DNA v child trafficking

By Anna Sandiford 30/04/2010


2.5 million = number of people at any one time in forced labour and sexual exploitation as a result of human trafficking (International Labor Organisation/UN.GIFT).  An estimated 1.2 million children are trafficked each year.  95% of victims experience sexual or physical violence.

How to help combat this enormous problem?  DNA analysis.

As the result of an initiative started by the University of Grenada (DNA-Prokids) that has now grown and attracted a joint initiative with the University of North Texas Centre for Human Identification (UNTCHI), an international DNA testing and database system has been established to push forward the initial work started by the University of Grenada.
The idea of DNA-Prokids is to identify missing children through their DNA so that those who have been abducted or are homeless can be reunited with their biological families. The organisation is also there to provide law enforcement agencies with a scientific method to help deter child trafficking.  A 2008 pilot study involving 220 cases from Guatemala and Mexico resulted in 93 missing children being identified and returned to their families.

In the aftermath of the Haitian earthquake and revelations of children being taken from the country within a few days of the incident and still being taken, the use of this internationally-driven analysis-database is very clear.  Just this year, the Spanish government offered the Haitian authorities 6,000 sampling kits and access to the skills and knowledge of DNA-Prokids to help them fight this child trafficking.  By using DNA-Prokids, the Haitian government could help reunite families and identify illegal adoptions (source: Using DNA technology to help fight the trafficking of children).

There will, of course, always be ways to abuse or subvert any system that has been set up to challenge a significant international problem like human trafficking but it seems like DNA-Prokids could be a good way to go and something has to be done to help people who can’t do it on their own.  In fact, isn’t that one of the roles of science and scientists?  It’s perhaps not a role that we set out to have when we became scientists but much of what so many of us do in our careers is to use science to help improve everyone’s lives.

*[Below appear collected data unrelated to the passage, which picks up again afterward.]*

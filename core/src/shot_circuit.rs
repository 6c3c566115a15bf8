//! The per-shot R1CS statement.
//!
//! Proves that the claimed hit/miss at a declared coordinate is exactly the
//! committed bit under the published salted root:
//!
//! 1. `bit` and `hit` are boolean, and `hit = bit`.
//! 2. The leaf hash of `bit`, folded up the authentication path, yields the
//!    (never published) tree root.
//! 3. One more node hash binds the secret salt to that root and must equal
//!    the public salted root.
//! 4. The direction bits of the walk equal the 7-bit decomposition of
//!    `row * 10 + col`, so a path for any other leaf cannot be passed off as
//!    this coordinate. An index >= 128 has no 7-bit decomposition, which is
//!    what rejects out-of-grid coordinates.
//!
//! The MiMC gadget below replays [`crate::mimc`] over the same constant
//! table; the two implementations must agree or no proof verifies.

use ark_bn254::Fr;
use ark_ff::{Field, One};
use ark_r1cs_std::alloc::AllocVar;
use ark_r1cs_std::boolean::Boolean;
use ark_r1cs_std::eq::EqGadget;
use ark_r1cs_std::fields::fp::FpVar;
use ark_r1cs_std::fields::FieldVar;
use ark_r1cs_std::select::CondSelectGadget;
use ark_relations::ns;
use ark_relations::r1cs::{ConstraintSynthesizer, ConstraintSystemRef, SynthesisError};

use crate::mimc;
use crate::MERKLE_DEPTH;

/// Witness assignment for one shot. `None` everywhere for key generation;
/// fully populated for proving. Public inputs are allocated in the order
/// `(root, hit, row, col)` and the verifier must supply them in that order.
#[derive(Clone, Debug, Default)]
pub struct ShotCircuit {
    // Private witness.
    pub bit: Option<bool>,
    pub path: Option<[Fr; MERKLE_DEPTH]>,
    pub dir: Option<[bool; MERKLE_DEPTH]>,
    pub salt: Option<Fr>,

    // Public inputs.
    pub root: Option<Fr>,
    pub hit: Option<bool>,
    pub row: Option<u8>,
    pub col: Option<u8>,
}

impl ConstraintSynthesizer<Fr> for ShotCircuit {
    fn generate_constraints(self, cs: ConstraintSystemRef<Fr>) -> Result<(), SynthesisError> {
        let root = FpVar::new_input(ns!(cs, "root"), || {
            self.root.ok_or(SynthesisError::AssignmentMissing)
        })?;
        let hit = FpVar::new_input(ns!(cs, "hit"), || {
            self.hit
                .map(Fr::from)
                .ok_or(SynthesisError::AssignmentMissing)
        })?;
        let row = FpVar::new_input(ns!(cs, "row"), || {
            self.row
                .map(Fr::from)
                .ok_or(SynthesisError::AssignmentMissing)
        })?;
        let col = FpVar::new_input(ns!(cs, "col"), || {
            self.col
                .map(Fr::from)
                .ok_or(SynthesisError::AssignmentMissing)
        })?;

        let bit = Boolean::new_witness(ns!(cs, "bit"), || {
            self.bit.ok_or(SynthesisError::AssignmentMissing)
        })?;
        let salt = FpVar::new_witness(ns!(cs, "salt"), || {
            self.salt.ok_or(SynthesisError::AssignmentMissing)
        })?;
        let mut path = Vec::with_capacity(MERKLE_DEPTH);
        let mut dir = Vec::with_capacity(MERKLE_DEPTH);
        for k in 0..MERKLE_DEPTH {
            path.push(FpVar::new_witness(ns!(cs, "path"), || {
                self.path
                    .map(|p| p[k])
                    .ok_or(SynthesisError::AssignmentMissing)
            })?);
            dir.push(Boolean::new_witness(ns!(cs, "dir"), || {
                self.dir
                    .map(|d| d[k])
                    .ok_or(SynthesisError::AssignmentMissing)
            })?);
        }

        // hit is a raw field input; pin it to {0,1} and to the committed bit.
        // The bit itself is boolean by allocation.
        let bit_fe = FpVar::from(bit);
        hit.mul_equals(&(hit.clone() - FpVar::one()), &FpVar::zero())?;
        hit.enforce_equal(&bit_fe)?;

        // Leaf hash, then the walk to the tree root.
        let mut curr = mimc_hash_gadget(&[bit_fe])?;
        for k in 0..MERKLE_DEPTH {
            let left = FpVar::conditionally_select(&dir[k], &path[k], &curr)?;
            let right = FpVar::conditionally_select(&dir[k], &curr, &path[k])?;
            curr = mimc_hash_gadget(&[left, right])?;
        }

        // The tree root never appears in public; only its salted wrapper does.
        let salted = mimc_hash_gadget(&[salt, curr])?;
        salted.enforce_equal(&root)?;

        // Bind the public coordinate to the walk: the direction bits must be
        // exactly the LSB-first bits of row*10 + col.
        let ten = FpVar::constant(Fr::from(10u64));
        let idx = &row * &ten + &col;
        let idx_val = match (self.row, self.col) {
            (Some(r), Some(c)) => Some(r as usize * 10 + c as usize),
            _ => None,
        };
        let mut recomposed = FpVar::<Fr>::zero();
        let mut coeff = Fr::one();
        for (k, d) in dir.iter().enumerate() {
            let idx_bit = Boolean::new_witness(ns!(cs, "idx_bit"), || {
                idx_val
                    .map(|v| (v >> k) & 1 == 1)
                    .ok_or(SynthesisError::AssignmentMissing)
            })?;
            recomposed += FpVar::from(idx_bit.clone()) * FpVar::constant(coeff);
            idx_bit.enforce_equal(d)?;
            coeff.double_in_place();
        }
        recomposed.enforce_equal(&idx)?;

        Ok(())
    }
}

fn mimc_encrypt_gadget(message: FpVar<Fr>, key: &FpVar<Fr>) -> Result<FpVar<Fr>, SynthesisError> {
    let mut x = message;
    for &c in mimc::round_constants() {
        let t = &x + key + FpVar::constant(c);
        let t2 = t.square()?;
        let t4 = t2.square()?;
        x = t4 * &t;
    }
    Ok(x + key)
}

/// In-circuit mirror of [`mimc::hash`].
fn mimc_hash_gadget(elems: &[FpVar<Fr>]) -> Result<FpVar<Fr>, SynthesisError> {
    let mut state = FpVar::<Fr>::zero();
    for m in elems {
        let enc = mimc_encrypt_gadget(m.clone(), &state)?;
        state = enc + m + &state;
    }
    Ok(state)
}

#[cfg(test)]
mod tests {
    use super::*;
    use crate::merkle::FixedTree;
    use crate::NUM_LEAVES;
    use ark_r1cs_std::R1CSVar;
    use ark_relations::r1cs::ConstraintSystem;

    fn sample_bits() -> Vec<u8> {
        let mut bits = vec![0u8; 100];
        for i in [5usize, 17, 37, 60, 98] {
            bits[i] = 1;
        }
        bits
    }

    /// Honest witness for a shot at (row, col) against a fresh commitment.
    fn witness_for(row: u8, col: u8) -> ShotCircuit {
        let bits = sample_bits();
        let tree = FixedTree::build(&bits, NUM_LEAVES, mimc::pad_leaf()).unwrap();
        let idx = row as usize * 10 + col as usize;
        let bit = bits[idx] == 1;
        let (path, dir) = tree.path(idx).unwrap();
        let salt = Fr::from(0xfeed_beefu64);
        let salted_root = mimc::hash_node(salt, tree.root());

        ShotCircuit {
            bit: Some(bit),
            path: Some(path.try_into().unwrap()),
            dir: Some(dir.try_into().unwrap()),
            salt: Some(salt),
            root: Some(salted_root),
            hit: Some(bit),
            row: Some(row),
            col: Some(col),
        }
    }

    fn is_satisfied(circuit: ShotCircuit) -> bool {
        let cs = ConstraintSystem::<Fr>::new_ref();
        circuit.generate_constraints(cs.clone()).unwrap();
        cs.is_satisfied().unwrap()
    }

    #[test]
    fn honest_witness_satisfies() {
        // (3, 7) is a ship cell, (0, 0) is water.
        assert!(is_satisfied(witness_for(3, 7)));
        assert!(is_satisfied(witness_for(0, 0)));
    }

    #[test]
    fn gadget_matches_native_hash() {
        let cs = ConstraintSystem::<Fr>::new_ref();
        let a = Fr::from(11u64);
        let b = Fr::from(22u64);
        let av = FpVar::new_witness(cs.clone(), || Ok(a)).unwrap();
        let bv = FpVar::new_witness(cs, || Ok(b)).unwrap();
        let out = mimc_hash_gadget(&[av, bv]).unwrap();
        assert_eq!(out.value().unwrap(), mimc::hash_node(a, b));
    }

    #[test]
    fn flipped_hit_is_unsatisfiable() {
        let mut circuit = witness_for(3, 7);
        circuit.hit = Some(!circuit.hit.unwrap());
        assert!(!is_satisfied(circuit));
    }

    #[test]
    fn mismatched_coordinate_is_unsatisfiable() {
        // Keep the (3, 7) path but claim the shot was at (3, 8).
        let mut circuit = witness_for(3, 7);
        circuit.col = Some(8);
        assert!(!is_satisfied(circuit));
    }

    #[test]
    fn foreign_root_is_unsatisfiable() {
        let mut circuit = witness_for(3, 7);
        circuit.root = Some(Fr::from(1u64));
        assert!(!is_satisfied(circuit));
    }

    #[test]
    fn index_past_tree_width_is_unsatisfiable() {
        // row*10 + col = 128 cannot decompose into 7 bits.
        let mut circuit = witness_for(0, 0);
        circuit.row = Some(12);
        circuit.col = Some(8);
        assert!(!is_satisfied(circuit));
    }
}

I’m not a DNA expert so I can’t use my scientific skills to help with such a cause, but I know where I’d be giving some of my charity dollars. And for those of us without biological skills to help in this type of work, there are always organisations like On-call Scientists, which aims to connect “scientists interested in volunteering their skills and knowledge with human rights organizations that are in need of scientific expertise”. I have no knowledge of their work but they are currently seeking forensic scientists, psychologists, psychiatrists, medical doctors and oil pipeline experts.  If anyone knows anything about the work they’re doing, I’d be interested to hear about it.